Unable to create features dynamically. #228

shivam1892 · 2019-02-18T08:27:23Z

Describe the bug
I was trying to run the sample examples given here. In examples we need to define schema file (Case class) for the data supplied to Transmogrifai reader Eg: In Boston Housing price. But, I would like to know, if I can work with Transmogrifai without defining the schema for the data (Similar to inferSchema in Spark), which automatically infers the schema from the data provided example from CSV.

To Reproduce
Minimal set of steps or code snippet to reproduce the behavior

Expected behavior
I just need to provide the CSV file or any other file, it should create data-frame by inferring schema and run the algorithms on top of that.

Logs or screenshots
If applicable, add logs or screenshots to help explain your problem.

Additional context
I know there is functionality where we can use Avro schema to create Schema class which generates java class for schema, but again we need to define FeatureBuilders on top of that Eg: Iris data multi-classification.

Can it be done without defining these schema i.e By inferring schema & create feature builder automatically and run the algorithms on top of that.
Example of inferSchema from csv file in Spark Scala.

val df = sqlContext.
                  read.
                  format("com.databricks.spark.csv").
                  option("header", "true").
                  option("inferSchema", "true").
                  load(sampleData)

The text was updated successfully, but these errors were encountered:

shivam1892 · 2019-02-18T11:17:04Z

I have also tried this example where Feature engineering is done automatically.
Here I removed the case class (Passanger) from the code and tried to generate it with Avro dynamically.
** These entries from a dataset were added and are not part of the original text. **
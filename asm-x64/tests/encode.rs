//! Byte-exact encoding properties: immediate folding, displacement sizing,
//! branch form selection, and stub placeholders.

use sunbeam_asm_x64::{insn, Reg, TextBuffer, Type};

fn encode(f: impl FnOnce(&mut TextBuffer)) -> Vec<u8> {
    let mut text = TextBuffer::with_limit(64);
    f(&mut text);
    assert!(text.errors().is_empty(), "{:?}", text.errors());
    text.bytes().to_vec()
}

#[test]
fn arithmetic_immediate_folding() {
    // Shortest encoding that represents the value exactly.
    assert_eq!(
        encode(|t| insn::ADDI.reg_imm(t, Type::I32, Reg(0), 1)),
        [0x83, 0xc0, 0x01],
    );
    assert_eq!(
        encode(|t| insn::ADDI.reg_imm(t, Type::I32, Reg(0), 127)),
        [0x83, 0xc0, 0x7f],
    );
    assert_eq!(
        encode(|t| insn::ADDI.reg_imm(t, Type::I32, Reg(0), 128)),
        [0x81, 0xc0, 0x80, 0x00, 0x00, 0x00],
    );
    assert_eq!(
        encode(|t| insn::ADDI.reg_imm(t, Type::I32, Reg(0), -128)),
        [0x83, 0xc0, 0x80],
    );
    assert_eq!(
        encode(|t| insn::SUBI.reg_imm(t, Type::I64, Reg(4), 8)),
        [0x48, 0x83, 0xec, 0x08],
    );
}

#[test]
fn push_immediate_folding() {
    assert_eq!(encode(|t| insn::PUSHI.imm(t, 5)), [0x6a, 0x05]);
    assert_eq!(
        encode(|t| insn::PUSHI.imm(t, 0x1000)),
        [0x68, 0x00, 0x10, 0x00, 0x00],
    );
}

#[test]
fn mov_imm64_oi_form() {
    assert_eq!(
        encode(|t| insn::MOV64I.reg_imm64(t, Reg(0), 0x0123_4567_89ab_cdef)),
        [0x48, 0xb8, 0xef, 0xcd, 0xab, 0x89, 0x67, 0x45, 0x23, 0x01],
    );
    assert_eq!(
        encode(|t| insn::MOV64I.reg_imm64(t, Reg(8), -1)),
        [0x49, 0xb8, 0xff, 0xff, 0xff, 0xff, 0xff, 0xff, 0xff, 0xff],
    );
}

#[test]
fn displacement_mod_selection() {
    // mod=00 when no displacement is needed.
    assert_eq!(
        encode(|t| insn::MOV.reg_mem_disp(t, Type::I32, Reg(0), Reg(3), 0)),
        [0x8b, 0x03],
    );
    // mod=01 with a sign-extended byte.
    assert_eq!(
        encode(|t| insn::MOV.reg_mem_disp(t, Type::I32, Reg(0), Reg(3), 127)),
        [0x8b, 0x43, 0x7f],
    );
    assert_eq!(
        encode(|t| insn::MOV.reg_mem_disp(t, Type::I32, Reg(0), Reg(3), -8)),
        [0x8b, 0x43, 0xf8],
    );
    // mod=10 with four bytes otherwise.
    assert_eq!(
        encode(|t| insn::MOV.reg_mem_disp(t, Type::I32, Reg(0), Reg(3), 128)),
        [0x8b, 0x83, 0x80, 0x00, 0x00, 0x00],
    );
}

#[test]
fn sib_escape_bases() {
    // rsp and r12 bases force a SIB byte with the no-index marker.
    assert_eq!(
        encode(|t| insn::MOV.reg_mem_disp(t, Type::I64, Reg(0), Reg::RSP, 0)),
        [0x48, 0x8b, 0x04, 0x24],
    );
    assert_eq!(
        encode(|t| insn::MOV.reg_mem_disp(t, Type::I64, Reg(0), Reg::R12, 0)),
        [0x49, 0x8b, 0x04, 0x24],
    );
    assert_eq!(
        encode(|t| insn::MOV.reg_mem_disp(t, Type::I64, Reg(0), Reg::RSP, 16)),
        [0x48, 0x8b, 0x44, 0x24, 0x10],
    );
    // rbp and r13 bases have no disp-free form.
    assert_eq!(
        encode(|t| insn::MOV.reg_mem_disp(t, Type::I64, Reg(0), Reg::RBP, 0)),
        [0x48, 0x8b, 0x45, 0x00],
    );
    assert_eq!(
        encode(|t| insn::MOV.reg_mem_disp(t, Type::I64, Reg(0), Reg::R13, 0)),
        [0x49, 0x8b, 0x45, 0x00],
    );
}

#[test]
fn branch_form_selection() {
    // Forward target within signed-8 of the short form's end: short.
    let mut text = TextBuffer::with_limit(256);
    insn::JLE_C.addr(&mut text, 100);
    assert_eq!(text.bytes(), [0x7e, 0x62]);

    // Backward target out of signed-8 range: near.
    let mut text = TextBuffer::with_limit(256);
    text.extend(200);
    insn::JLE_C.addr(&mut text, 0);
    let disp = (-206i32).to_le_bytes();
    assert_eq!(
        &text.bytes()[200..],
        &[0x0f, 0x8e, disp[0], disp[1], disp[2], disp[3]],
    );

    // Backward target just in range: short.
    let mut text = TextBuffer::with_limit(256);
    text.extend(100);
    insn::JLE_C.addr(&mut text, 0);
    assert_eq!(&text.bytes()[100..], &[0x7e, 0x9a]); // -102
}

#[test]
fn stubs_are_self_loops() {
    assert_eq!(
        encode(|t| insn::CALL_CD.stub32(t)),
        [0xe8, 0xfb, 0xff, 0xff, 0xff],
    );
    assert_eq!(
        encode(|t| insn::JMP_CD.stub32(t)),
        [0xe9, 0xfa, 0xff, 0xff, 0xff],
    );
    assert_eq!(
        encode(|t| insn::JE_CD.stub32(t)),
        [0x0f, 0x84, 0xfa, 0xff, 0xff, 0xff],
    );
    assert_eq!(encode(|t| insn::JE_CB.stub8(t)), [0x74, 0xfe]);
    assert_eq!(
        encode(|t| insn::JLE_C.addr_stub(t)),
        [0x0f, 0x8e, 0xfa, 0xff, 0xff, 0xff],
    );
}

#[test]
fn missing_function_call_targets_address_zero() {
    // Without alignment: a call whose displacement is the negated site
    // address, i.e. it lands on absolute zero.
    let mut text = TextBuffer::with_limit(64);
    text.extend(3);
    insn::CALL_CD.missing_function(&mut text, false);
    let disp = (-8i32).to_le_bytes();
    assert_eq!(&text.bytes()[3..], &[0xe8, disp[0], disp[1], disp[2], disp[3]]);

    // With alignment: NOP padding places the 4-byte displacement on a
    // 4-byte boundary.
    let mut text = TextBuffer::with_limit(64);
    insn::CALL_CD.missing_function(&mut text, true);
    assert_eq!(
        text.bytes(),
        [0x0f, 0x1f, 0x00, 0xe8, 0xf8, 0xff, 0xff, 0xff],
    );
    assert_eq!((text.bytes().len() - 4) % 4, 0);
}

#[test]
fn setcc_forces_rex() {
    // sil/dil are only addressable with a REX prefix present.
    assert_eq!(encode(|t| insn::SETE.one_size_reg(t, Reg(6))), [0x40, 0x0f, 0x94, 0xc6]);
    assert_eq!(encode(|t| insn::SETB.one_size_reg(t, Reg(9))), [0x41, 0x0f, 0x92, 0xc1]);
}

#[test]
fn operand_size_selection() {
    assert_eq!(encode(|t| insn::CDQ.typed(t, Type::I32)), [0x99]);
    assert_eq!(encode(|t| insn::CDQ.typed(t, Type::I64)), [0x48, 0x99]);
    assert_eq!(
        encode(|t| insn::ADD.reg_reg(t, Type::I32, Reg(3), Reg(3))),
        [0x03, 0xdb],
    );
    assert_eq!(
        encode(|t| insn::ADD.reg_reg(t, Type::I64, Reg(3), Reg(8))),
        [0x49, 0x03, 0xd8],
    );
    // 16-bit stores use the 0x66 prefix and no REX.W; 8-bit stores force
    // REX.
    assert_eq!(
        encode(|t| insn::MOV16MR.reg_mem_disp(t, Type::I32, Reg(0), Reg(3), 0)),
        [0x66, 0x89, 0x03],
    );
    assert_eq!(
        encode(|t| insn::MOV8MR.reg_mem_disp(t, Type::I32, Reg(0), Reg(3), 0)),
        [0x40, 0x88, 0x03],
    );
}

#[test]
fn scalar_prefix_from_type() {
    assert_eq!(
        encode(|t| insn::ADDSSD.reg_reg(t, Type::F32, Reg(2), Reg(3))),
        [0xf3, 0x0f, 0x58, 0xd3],
    );
    assert_eq!(
        encode(|t| insn::ADDSSD.reg_reg(t, Type::F64, Reg(2), Reg(3))),
        [0xf2, 0x0f, 0x58, 0xd3],
    );
}
mod m20240101_000005_create_rate_tables {

    use sea_orm_migration::prelude::*;

    use super::m20240101_000001_create_clients_table::Clients;
    use super::m20240101_000004_create_zones_table::Zones;

    pub struct Migration;

    impl MigrationName for Migration {
        fn name(&self) -> &str {
            "m20240101_000005_create_rate_tables"
        }
    }

    #[async_trait::async_trait]
    impl MigrationTrait for Migration {
        async fn up(&self, manager: &SchemaManager) -> Result<(), DbErr> {
            manager
                .create_table(
                    Table::create()
                        .table(ClientRates::Table)
                        .if_not_exists()
                        .col(
                            ColumnDef::new(ClientRates::Id)
                                .uuid()
                                .primary_key()
                                .not_null(),
                        )
                        .col(ColumnDef::new(ClientRates::ClientId).uuid().not_null())
                        .col(ColumnDef::new(ClientRates::Mode).string_len(16).not_null())
                        .col(
                            ColumnDef::new(ClientRates::Cft)
                                .double()
                                .not_null()
                                .default(1.0),
                        )
                        .col(
                            ColumnDef::new(ClientRates::MinimumWeight)
                                .double()
                                .not_null()
                                .default(0.0),
                        )
                        .col(
                            ColumnDef::new(ClientRates::MinimumFreight)
                                .decimal()
                                .not_null()
                                .default(0),
                        )
                        .col(
                            ColumnDef::new(ClientRates::DocketCharges)
                                .decimal()
                                .not_null()
                                .default(0),
                        )
                        .col(
                            ColumnDef::new(ClientRates::FuelPct)
                                .decimal()
                                .not_null()
                                .default(0),
                        )
                        .col(
                            ColumnDef::new(ClientRates::FovPct)
                                .decimal()
                                .not_null()
                                .default(0),
                        )
                        .col(
                            ColumnDef::new(ClientRates::OdaCharge)
                                .decimal()
                                .not_null()
                                .default(0),
                        )
                        .col(
                            ColumnDef::new(ClientRates::OtherCharges)
                                .decimal()
                                .not_null()
                                .default(0),
                        )
                        .col(ColumnDef::new(ClientRates::CreatedAt).timestamp().not_null())
                        .col(ColumnDef::new(ClientRates::UpdatedAt).timestamp().null())
                        .foreign_key(
                            ForeignKey::create()
                                .name("fk_client_rates_client_id")
                                .from(ClientRates::Table, ClientRates::ClientId)
                                .to(Clients::Table, Clients::Id)
                                .on_delete(ForeignKeyAction::Cascade)
                                .on_update(ForeignKeyAction::Cascade),
                        )
                        .to_owned(),
                )
                .await?;

            manager
                .create_index(
                    Index::create()
                        .if_not_exists()
                        .name("uq_client_rates_client_mode")
                        .table(ClientRates::Table)
                        .col(ClientRates::ClientId)
                        .col(ClientRates::Mode)
                        .unique()
                        .to_owned(),
                )
                .await?;

            manager
                .create_table(
                    Table::create()
                        .table(ClientZoneRates::Table)
                        .if_not_exists()
                        .col(
                            ColumnDef::new(ClientZoneRates::Id)
                                .uuid()
                                .primary_key()
                                .not_null(),
                        )
                        .col(
                            ColumnDef::new(ClientZoneRates::ClientRateId)
                                .uuid()
                                .not_null(),
                        )
                        .col(ColumnDef::new(ClientZoneRates::ZoneId).uuid().not_null())
                        .col(
                            ColumnDef::new(ClientZoneRates::RatePerKg)
                                .decimal()
                                .not_null(),
                        )
                        .col(
                            ColumnDef::new(ClientZoneRates::CreatedAt)
                                .timestamp()
                                .not_null(),
                        )
                        .foreign_key(
                            ForeignKey::create()
                                .name("fk_client_zone_rates_client_rate_id")
                                .from(ClientZoneRates::Table, ClientZoneRates::ClientRateId)
                                .to(ClientRates::Table, ClientRates::Id)
                                .on_delete(ForeignKeyAction::Cascade)
                                .on_update(ForeignKeyAction::Cascade),
                        )
                        .foreign_key(
                            ForeignKey::create()
                                .name("fk_client_zone_rates_zone_id")
                                .from(ClientZoneRates::Table, ClientZoneRates::ZoneId)
                                .to(Zones::Table, Zones::Id)
                                .on_delete(ForeignKeyAction::Restrict)
                                .on_update(ForeignKeyAction::Cascade),
                        )
                        .to_owned(),
                )
                .await?;

            manager
                .create_index(
                    Index::create()
                        .if_not_exists()
                        .name("uq_client_zone_rates_rate_zone")
                        .table(ClientZoneRates::Table)
                        .col(ClientZoneRates::ClientRateId)
                        .col(ClientZoneRates::ZoneId)
                        .unique()
                        .to_owned(),
                )
                .await
        }

        async fn down(&self, manager: &SchemaManager) -> Result<(), DbErr> {
            manager
                .drop_table(Table::drop().table(ClientZoneRates::Table).to_owned())
                .await?;
            manager
                .drop_table(Table::drop().table(ClientRates::Table).to_owned())
                .await
        }
    }

    #[derive(DeriveIden)]
    pub(super) enum ClientRates {
        Table,
        Id,
        ClientId,
        Mode,
        Cft,
        MinimumWeight,
        MinimumFreight,
        DocketCharges,
        FuelPct,
        FovPct,
        OdaCharge,
        OtherCharges,
        CreatedAt,
        UpdatedAt,
    }

    #[derive(DeriveIden)]
    pub(super) enum ClientZoneRates {
        Table,
        Id,
        ClientRateId,
        ZoneId,
        RatePerKg,
        CreatedAt,
    }
}
use chrono::{DateTime, Utc};
use sea_orm::entity::prelude::*;
use serde::{Deserialize, Serialize};
use utoipa::ToSchema;
use uuid::Uuid;

/// Whether deliveries to a pincode attract an out-of-delivery-area charge.
#[derive(
    Debug, Clone, Copy, PartialEq, Eq, EnumIter, DeriveActiveEnum, Serialize, Deserialize, ToSchema,
)]
#[sea_orm(rs_type = "String", db_type = "String(StringLen::N(16))")]
#[serde(rename_all = "lowercase")]
pub enum OdaStatus {
    #[sea_orm(string_value = "oda")]
    Oda,
    #[sea_orm(string_value = "normal")]
    Normal,
}

impl OdaStatus {
    pub fn is_oda(self) -> bool {
        matches!(self, OdaStatus::Oda)
    }
}

#[derive(Clone, Debug, PartialEq, Eq, DeriveEntityModel, Serialize, Deserialize)]
#[sea_orm(table_name = "vendor_pincodes")]
pub struct Model {
    #[sea_orm(primary_key, auto_increment = false)]
    pub id: Uuid,
    pub vendor_id: Uuid,
    pub pincode: String,
    pub oda: OdaStatus,
    pub created_at: DateTime<Utc>,
}

#[derive(Copy, Clone, Debug, EnumIter, DeriveRelation)]
pub enum Relation {
    #[sea_orm(
        belongs_to = "super::vendor::Entity",
        from = "Column::VendorId",
        to = "super::vendor::Column::Id"
    )]
    Vendor,
}

impl Related<super::vendor::Entity> for Entity {
    fn to() -> RelationDef {
        Relation::Vendor.def()
    }
}

impl ActiveModelBehavior for ActiveModel {}
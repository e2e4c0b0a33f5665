use std::sync::Arc;
use std::time::Duration;

use anyhow::Context;
use axum::http::{header, HeaderValue, Method};
use tokio::sync::mpsc;
use tower_http::compression::CompressionLayer;
use tower_http::cors::{Any, CorsLayer};
use tower_http::timeout::TimeoutLayer;
use tracing::{info, warn};

use freightdesk_api::{
    app_routes,
    config::{init_tracing, load_config},
    db,
    events::{process_events, EventSender},
    observability::{configure_http_tracing, request_id_middleware},
    openapi, AppState,
};

#[tokio::main]
async fn main() -> anyhow::Result<()> {
    let config = load_config().context("Failed to load configuration")?;
    init_tracing(config.log_level(), config.log_json);

    info!(
        environment = %config.environment,
        host = %config.host,
        port = config.port,
        "Starting freightdesk-api"
    );

    let db_pool = Arc::new(
        db::establish_connection_from_app_config(&config)
            .await
            .context("Failed to connect to database")?,
    );

    if config.auto_migrate {
        db::run_migrations(&db_pool)
            .await
            .context("Failed to run database migrations")?;
    }

    let (event_tx, event_rx) = mpsc::channel(config.event_channel_capacity);
    let event_sender = Arc::new(EventSender::new(event_tx));
    tokio::spawn(process_events(event_rx));

    let cors = build_cors_layer(&config)?;

    let state = AppState::new(db_pool.clone(), config.clone(), Some(event_sender));

    let app = app_routes()
        .merge(openapi::swagger_ui())
        .layer(axum::middleware::from_fn(request_id_middleware))
        .layer(configure_http_tracing())
        .layer(CompressionLayer::new())
        .layer(TimeoutLayer::new(Duration::from_secs(30)))
        .layer(cors)
        .with_state(state);

    let addr = format!("{}:{}", config.host, config.port);
    let listener = tokio::net::TcpListener::bind(&addr)
        .await
        .with_context(|| format!("Failed to bind {}", addr))?;
    info!("Listening on {}", addr);

    axum::serve(listener, app)
        .with_graceful_shutdown(shutdown_signal())
        .await
        .context("Server error")?;

    info!("Shutting down");
    if let Ok(pool) = Arc::try_unwrap(db_pool) {
        if let Err(e) = db::close_pool(pool).await {
            warn!(error = %e, "Failed to close database pool cleanly");
        }
    }

    Ok(())
}

fn build_cors_layer(config: &freightdesk_api::config::AppConfig) -> anyhow::Result<CorsLayer> {
    if config.should_allow_permissive_cors() && !config.has_cors_allowed_origins() {
        info!("CORS: permissive mode");
        return Ok(CorsLayer::new()
            .allow_origin(Any)
            .allow_methods(Any)
            .allow_headers(Any));
    }

    let origins = config
        .cors_allowed_origins
        .as_deref()
        .unwrap_or_default()
        .split(',')
        .map(str::trim)
        .filter(|s| !s.is_empty())
        .map(|origin| {
            origin
                .parse::<HeaderValue>()
                .with_context(|| format!("Invalid CORS origin: {}", origin))
        })
        .collect::<anyhow::Result<Vec<_>>>()?;

    info!(origin_count = origins.len(), "CORS: restricted mode");

    let mut layer = CorsLayer::new()
        .allow_origin(origins)
        .allow_methods([
            Method::GET,
            Method::POST,
            Method::PUT,
            Method::DELETE,
            Method::OPTIONS,
        ])
        .allow_headers([header::CONTENT_TYPE, header::ACCEPT, header::AUTHORIZATION]);

    if config.cors_allow_credentials {
        layer = layer.allow_credentials(true);
    }

    Ok(layer)
}

async fn shutdown_signal() {
    let ctrl_c = async {
        if let Err(e) = tokio::signal::ctrl_c().await {
            warn!(error = %e, "Failed to install Ctrl+C handler");
        }
    };

    #[cfg(unix)]
    let terminate = async {
        match tokio::signal::unix::signal(tokio::signal::unix::SignalKind::terminate()) {
            Ok(mut signal) => {
                signal.recv().await;
            }
            Err(e) => warn!(error = %e, "Failed to install SIGTERM handler"),
        }
    };

    #[cfg(not(unix))]
    let terminate = std::future::pending::<()>();

    tokio::select! {
        _ = ctrl_c => info!("Received Ctrl+C"),
        _ = terminate => info!("Received SIGTERM"),
    }
}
But I am getting compile time error as shown:

Kindly provide the solution to achieve this functionality.

tovbinm · 2019-02-19T01:17:43Z

Yes, we have a CSV reader that allows inferring schema automatically. See CSVAutoReader.

Here is an example way to use it:

val autoReader = new CSVAutoReader[GenericRecord](readPath, _.get("id").toString)

Notes:

You can use any other more specific type instead of GenericRecord if you'd like.
You can customize CSV parsing options using CSVOptions argument
You can also customize the names of the field by passing in headers

Please let me know if it works for you.

shivam1892 · 2019-02-19T09:11:30Z

Hi thanks for help,

I am trying to to read with CSVAutoReader for that I replace

val passengersData = DataReaders.Simple.csvCase[Passenger](pathToData, key = _.id.toString).readDataset()(spark, newProductEncoder).toDF()

with

val passengersData = new CSVAutoReader[GenericRecord](pathToData, key = _.get("id").toString, headers =
      Seq("id", "survived", "pClass", "name", "sex", "age", "sibSp", "parCh", "ticket", "fare", "cabin", "embarked")).read()(spark)

in this example.

but next step

val (survived, features) = FeatureBuilder.fromDataFrame[RealNN](passengersData, response = "survived")
    val featureVector = features.transmogrify()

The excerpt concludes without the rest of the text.